When Intel ships its long-awaited 10G-enabled server platform later this quarter, it’s expected to have a significant impact on the Ethernet switching market.

Code-named “Romley,” the Intel server features the company’s Xeon E5 chips and an embedded or modular 10G Ethernet “LAN-on-Motherboard” (LOM) device. Romley will be targeted at both blade and rack mount servers, though 10G penetration on blade servers via Intel’s Nehalem processors is well along, according to various industry reports.

Romley is expected to include copper-based 10GBaseT connectivity, which should drive down the price of 10G Ethernet and spur even wider adoption. That bodes well for Ethernet switching too, especially 10G Ethernet switching.

“With Romley-based servers incorporating more powerful processing, faster interconnects, and more IO, we believe the switching connectivity will have to be upgraded to 10GbE,” said Oppenheimer & Co. analyst Ittai Kidron in a bulletin on the impending arrival of Romley.

“Thus, we expect the Ethernet switch market to see a significant boost, doubling its (year-over-year) growth rates in 2013/14,” Kidron added.

Kidron’s conclusions mirror those of Dell’Oro Group, which expects fixed 10G Ethernet to comprise the majority of revenue in Ethernet switching by 2016 due to data centre requirements for the higher-speed ports. This is due in large part to the migration of servers from Gigabit Ethernet to 10G Ethernet LOM this year.

In the next five years, 10G Ethernet ports shipped will increase more than sevenfold, to 62.2 million from 8.5 million, according to Dell’Oro.

Oppenheimer expects first-generation Romley-based server volumes to gradually build through the second half of this year, and strongly throughout 2013 and 2014. Concurrently, the firm expects “a quick upgrade cycle” with 10G server attach rates growing from 33% in 2012 to 60% in 2013, and 90% in 2014.
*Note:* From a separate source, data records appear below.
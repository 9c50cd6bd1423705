// Copyright 2024 FastLabs Developers
//
// Licensed under the Apache License, Version 2.0 (the "License");
// you may not use this file except in compliance with the License.
// You may obtain a copy of the License at
//
//     http://www.apache.org/licenses/LICENSE-2.0
//
// Unless required by applicable law or agreed to in writing, software
// distributed under the License is distributed on an "AS IS" BASIS,
// WITHOUT WARRANTIES OR CONDITIONS OF ANY KIND, either express or implied.
// See the License for the specific language governing permissions and
// limitations under the License.

use crate::Error;
use crate::Level;
use crate::append::Append;
use crate::event::Event;

/// An appender that forwards only events at or above a level to the wrapped appender.
///
/// Filters compose: the wrapped appender may itself be a [`LogLevelFilter`].
///
/// # Examples
///
/// ```
/// use logtrellis::Level;
/// use logtrellis::append::Console;
/// use logtrellis::append::LogLevelFilter;
///
/// let errors_only = LogLevelFilter::new(Level::Error, Console::default());
/// ```
#[derive(Debug)]
pub struct LogLevelFilter {
    level: Level,
    append: Box<dyn Append>,
}

impl LogLevelFilter {
    /// Wrap `append` so that it only sees events at `level` or above.
    pub fn new(level: Level, append: impl Into<Box<dyn Append>>) -> Self {
        Self {
            level,
            append: append.into(),
        }
    }

    /// The threshold of this filter.
    pub fn level(&self) -> Level {
        self.level
    }
}

impl Append for LogLevelFilter {
    fn append(&self, event: &Event) -> Result<(), Error> {
        if event.level() < self.level {
            return Ok(());
        }
        self.append.append(event)
    }

    fn flush(&self) -> Result<(), Error> {
        self.append.flush()
    }
}

/// Create a [`LogLevelFilter`] from a level name.
///
/// # Errors
///
/// Return an error of kind [`InvalidLevel`](crate::ErrorKind::InvalidLevel) if the name is not
/// a known level.
pub fn log_level_filter(
    level: &str,
    append: impl Into<Box<dyn Append>>,
) -> Result<LogLevelFilter, Error> {
    let level = level.parse::<Level>()?;
    Ok(LogLevelFilter::new(level, append))
}

#[cfg(test)]
mod tests {
    use std::sync::Arc;
    use std::sync::Mutex;

    use super::*;
    use crate::ErrorKind;
    use crate::append::CustomAppend;

    fn collector() -> (CustomAppend, Arc<Mutex<Vec<Level>>>) {
        let seen = Arc::new(Mutex::new(vec![]));
        let sink = seen.clone();
        let append = CustomAppend::new(move |event| sink.lock().unwrap().push(event.level()));
        (append, seen)
    }

    fn emit_all(filter: &dyn Append) {
        for level in Level::ALL {
            filter
                .append(&Event::builder().level(level).build())
                .unwrap();
        }
    }

    #[test]
    fn test_forwards_at_or_above_threshold() {
        let (append, seen) = collector();
        let filter = log_level_filter("ERROR", append).unwrap();
        emit_all(&filter);
        assert_eq!(*seen.lock().unwrap(), vec![Level::Error, Level::Fatal]);
    }

    #[test]
    fn test_nested_filters_use_the_stricter_threshold() {
        let (append, seen) = collector();
        let inner = LogLevelFilter::new(Level::Warn, append);
        let outer = LogLevelFilter::new(Level::Debug, inner);
        emit_all(&outer);
        assert_eq!(
            *seen.lock().unwrap(),
            vec![Level::Warn, Level::Error, Level::Fatal]
        );
    }

    #[test]
    fn test_rejects_unknown_level_name() {
        let (append, _) = collector();
        let err = log_level_filter("LOUD", append).unwrap_err();
        assert_eq!(err.kind(), ErrorKind::InvalidLevel);
    }
}
use rand::seq::SliceRandom;
use rand::thread_rng;

use crate::error::{Error, Result};
use crate::types::ImageFile;

/// Draw a uniform random sample without replacement from the image list.
///
/// Fails with `InsufficientData` when the population is smaller than the
/// requested count; nothing is clamped. Sampling happens before any file is
/// touched, so this failure path is all-or-nothing.
pub fn sample_images(images: &[ImageFile], count: usize) -> Result<Vec<ImageFile>> {
    if images.len() < count {
        return Err(Error::InsufficientData {
            requested: count,
            available: images.len(),
        });
    }

    let mut rng = thread_rng();
    Ok(images.choose_multiple(&mut rng, count).cloned().collect())
}
use log::debug;
use std::fs;
use std::io;
use std::path::Path;

use crate::error::{Error, Result};
use crate::types::ImageFile;

/// Move a single file, preferring an atomic rename.
///
/// Rename fails across filesystem boundaries, in which case the move falls
/// back to copy-then-delete.
pub fn move_file(src: &Path, dst: &Path) -> io::Result<()> {
    match fs::rename(src, dst) {
        Ok(()) => Ok(()),
        Err(e) if e.kind() == io::ErrorKind::NotFound => Err(e),
        Err(_) => {
            fs::copy(src, dst)?;
            fs::remove_file(src)?;
            Ok(())
        }
    }
}

/// Relocate the selected files into the destination directory, keeping the
/// original filenames. The destination is created (with parents) if absent.
///
/// A file that vanished between listing and moving aborts the remaining
/// moves; the returned `MoveConflict` carries how many files were already
/// relocated.
pub fn relocate_images(selected: &[ImageFile], destination: &Path) -> Result<usize> {
    fs::create_dir_all(destination).map_err(|e| Error::DestinationWrite {
        path: destination.to_path_buf(),
        source: e,
    })?;

    let mut moved = 0;
    for file in selected {
        let file_name = match file.path.file_name() {
            Some(name) => name,
            None => {
                return Err(Error::MoveConflict {
                    path: file.path.clone(),
                    moved,
                })
            }
        };
        let dest_path = destination.join(file_name);

        match move_file(&file.path, &dest_path) {
            Ok(()) => {
                debug!("Moved {} -> {}", file.path.display(), dest_path.display());
                moved += 1;
            }
            Err(e) if e.kind() == io::ErrorKind::NotFound => {
                return Err(Error::MoveConflict {
                    path: file.path.clone(),
                    moved,
                });
            }
            Err(e) => {
                return Err(Error::DestinationWrite {
                    path: dest_path,
                    source: e,
                });
            }
        }
    }

    Ok(moved)
}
This will fuel growth of 10G top-of-rack and core switches in data centres, Oppenheimer posits. The firm raised its 2012 Ethernet switch forecast to 4% year-over-year revenue growth — reaching $20.3 billion — from 3%.

For 2013, Oppenheimer expects 9% growth to $22.2 billion, and a 10% jump in 2014 to $24.4 billion. The firm, though, believes its estimates are conservative even though the consensus ranges from 3% to 5% compounded annually, with Dell’Oro expecting about 6%.

Dell’Oro also expects these trends to spur adoption and growth of 40G/100G Ethernet as well to serve as aggregation ports for 10G and inter-switch links between data centres and cloud providers. Dell’Oro expects 40G/100G Ethernet to be a $3 billion market by 2016.

Market leader Cisco is likely to see substantial gains in its switching business from the Romley roll-out, according to Oppenheimer.

“We believe Cisco’s switching revenues could grow in the 7%-11% range in CY13 and 8%-12% range in CY14, driving a 40%-50% increase to current consensus total revenue growth rates,” Kidron states in his bulletin. Dell, IBM, Arista Juniper and Brocade are also likely to see “solid growth” in their switching business from the Romley transformation.